I have been able to establish that if we keep new building more than 10 feet off of the property line (which meets projection requirements as well) that the exterior wall will NOT have to be rated.

What I don't understand is how the connection comes into play and affects fire rating requirements (not to mention other code requirements).

Complicating matters is that the 2 buildings may have different owners.

Anyone willing to share some insight?


----------



## ADAguy (Mar 26, 2019)

"May?" do they are don't they? If they are different are they both agreeable and who will maintain the walkway and pay for the utilities?
What happens if one owners chooses to sell his building and the buyer no longer wants the walkway?


----------



## cda (Mar 26, 2019)

Welcome

Come on give us a hard question first!!



So I am thinking that you will run into problems with the city, so suggest a set down with the city, to see if any form of this would fly.

Seems like the entire walk way would have to have sprinklers, or rated door at each end???

Maybe a rated door or two one each side of the property line, in the tunnel, might make the city a little happier, more than likely not much.

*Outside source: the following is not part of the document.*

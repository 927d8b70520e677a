pub mod field;

pub use field::{capitalize, decimal_comma, identifier, normalize, round4};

Not my area, but I think you have one building, once you connect, so seems you would have to look at area and height stuff, along with construction type.


----------



## QuestionThat (Mar 26, 2019)

Thanks for the responses.
To simplify things (sort of) assume same owner. This area is a little grey right now. Need to get my head wrapped around the rest first.

ADA guy- Good questions. Owner's want to share xray equipment etc. They are of the opinion that they can work this out. If the buyer doesn't want the walkway and nobody is willing to tear out the walkway then I guess the buyer doesn't buy.... right? I get your point though.

CDA- Sitting down with building officials is on the agenda. Trying to get my thoughts/direction/arguments together prior to that meeting as much as possible.
*Providing sprinklers for the walkway is a non issue.
*You mention the rated doors off of the connection as a way of possibly pacifying the city. So what you're alluding to is that you think that the walls that connect the two buildings together and the doors will need to be rated? Period? Can you explain? I'm really hoping to come up with a solution that doesn't require rating those walls. Right now slab to soffit storefront. It's only a 10' wide x 35' long +/- walkway.
*Looked into the area of the building when combined. The way I'm interpreting the code currently is we are over the allowed square footage for combining the buildings into one. A question revolving around this, however is the following. Could the allowed/ combined square footage be increased if we make sure that the new building is 2B rather than a possible 5B? Meaning is allowed SF more for that scenario than having two buildings that are 5B? I'm thinking that if 2 different buildings of 2 different types you must assume both 5B for code purposes. Height is not an issue.


----------



## RLGA (Mar 26, 2019)

See Section 3104 in the IBC for pedestrian walkways.


----------



## QuestionThat (Mar 26, 2019)

Thanks Ron. Skimmed it but will jump on it tomorrow morning!


----------



## cda (Mar 26, 2019)

What rgla said

Still suggest set down with the city before you submit


----------



## steveray (Mar 27, 2019)

RLGA said:


> See Section 3104 in the IBC for pedestrian walkways.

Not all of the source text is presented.